Prince George Coun. Cameron Stolz is stepping down as the head of the city's finance and audit committee after his home was included on a list of those behind on their taxes.
Stolz's property was on the first Tax Sale of Lands notice published in the newspaper Sept. 6.
The notice is sent out twice prior to the last Monday of the month, listing properties for which taxes have not been paid for the last three years. Stolz owed a total amount of $15,064.78, including taxes and penalties. His property was removed from the second list published Sept. 25.
Those properties which still had not paid their delinquent taxes - those from 2011 - and interest by the morning of Sept. 30 were eligible to be auctioned off that day.
"I'm sorry for the concerns that this has caused and I want to assure the community that I am committed to serving our city. I'm happy to say that, like our city, my business is now enjoying being part of the positive economic times that are occurring in northern B.C. and that my property taxes are now current," said Stolz. "I'm a small business owner and like many other businesses in our community I had some challenges as a result of the global recession we all went through. This has now turned around."

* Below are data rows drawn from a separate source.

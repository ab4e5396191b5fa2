use crate::{
    error::Result,
    schema::naming::{quote_ident, validate_name},
    Database, State,
};

/// A named set of databases
#[derive(Debug, Clone, PartialEq)]
pub struct Server {
    name: String,
    databases: Vec<Database>,
    state: State,
}

impl Server {
    pub fn new(name: &str) -> Result<Self> {
        validate_name("server", name)?;

        Ok(Self {
            name: name.into(),
            databases: Vec::new(),
            state: State::Mutable,
        })
    }

    pub fn name(&self) -> &str {
        &self.name
    }

    pub fn state(&self) -> State {
        self.state
    }

    pub fn is_frozen(&self) -> bool {
        self.state == State::Immutable
    }

    pub fn databases(&self) -> &[Database] {
        &self.databases
    }

    pub fn database(&self, name: &str) -> Option<&Database> {
        self.databases.iter().find(|db| db.name() == name)
    }

    pub fn freeze(&mut self) {
        if self.state == State::Mutable {
            log::trace!("Freeze server `{}`", self.name);
            self.state = State::Immutable;
        }
    }

    /// Attach a database and freeze it
    pub fn add_database(&mut self, mut database: Database) -> Result<&mut Self> {
        if self.is_frozen() {
            return Err(crate::error::immutable!("server", self.name));
        }

        if self.database(database.name()).is_some() {
            return Err(crate::error::already_set!("database", database.name()));
        }

        database.freeze();
        log::trace!(
            "Add database `{}` to server `{}`",
            database.name(),
            self.name
        );
        self.databases.push(database);

        Ok(self)
    }

    /// Every `CREATE DATABASE` followed by its `USE` and `CREATE TABLE`s
    pub fn build_create(&self) -> Vec<String> {
        let mut sqls = Vec::new();
        for db in &self.databases {
            sqls.push(db.build_create());
            sqls.push(format!("USE {};", quote_ident(db.name())));
            sqls.extend(db.build_create_tables());
        }

        sqls
    }
}

/// Container of servers, owned by the caller
///
/// # Examples
///
/// ```
/// use myddl::{Registry, Server};
///
/// let mut registry = Registry::default();
/// registry.add_server(Server::new("main").unwrap()).unwrap();
///
/// assert!(registry.server("main").unwrap().is_frozen());
/// assert!(registry.server("replica").is_err());
/// ```
#[derive(Debug, Clone, Default, PartialEq)]
pub struct Registry {
    servers: Vec<Server>,
}

impl Registry {
    pub fn new() -> Self {
        Self::default()
    }

    pub fn servers(&self) -> &[Server] {
        &self.servers
    }

    pub fn server(&self, name: &str) -> Result<&Server> {
        self.servers
            .iter()
            .find(|s| s.name() == name)
            .ok_or_else(|| crate::error::not_set!("server", name))
    }

    /// Attach a server and freeze it
    pub fn add_server(&mut self, mut server: Server) -> Result<&mut Self> {
        if self.servers.iter().any(|s| s.name() == server.name()) {
            return Err(crate::error::already_set!("server", server.name()));
        }

        server.freeze();
        log::trace!("Add server `{}`", server.name());
        self.servers.push(server);

        Ok(self)
    }

    pub fn clear_servers(&mut self) {
        log::trace!("Clear {} servers", self.servers.len());
        self.servers.clear();
    }
}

Stolz said he met informally with his fellow finance and audit committee members - Mayor Shari Green and councillors Murry Krause and Lyn Hall - on Sept. 12 to inform them he would be stepping down as the chairperson.
"They agreed that my stepping down would be an appropriate measure and supported me remaining on the committee," said Stolz. That action will go into effect during the next committee meeting scheduled for Monday afternoon.
Removing himself from the head of the table that takes the first step in approving financial matters such as setting property tax rates was appropriate given an understanding eyebrows could be raised, according to Stolz.
"I think when you're in a position of authority as a chair of a committee, concerns can be raised because of the situation I'm in," he said. "And I thought it was best to alleviate those concerns."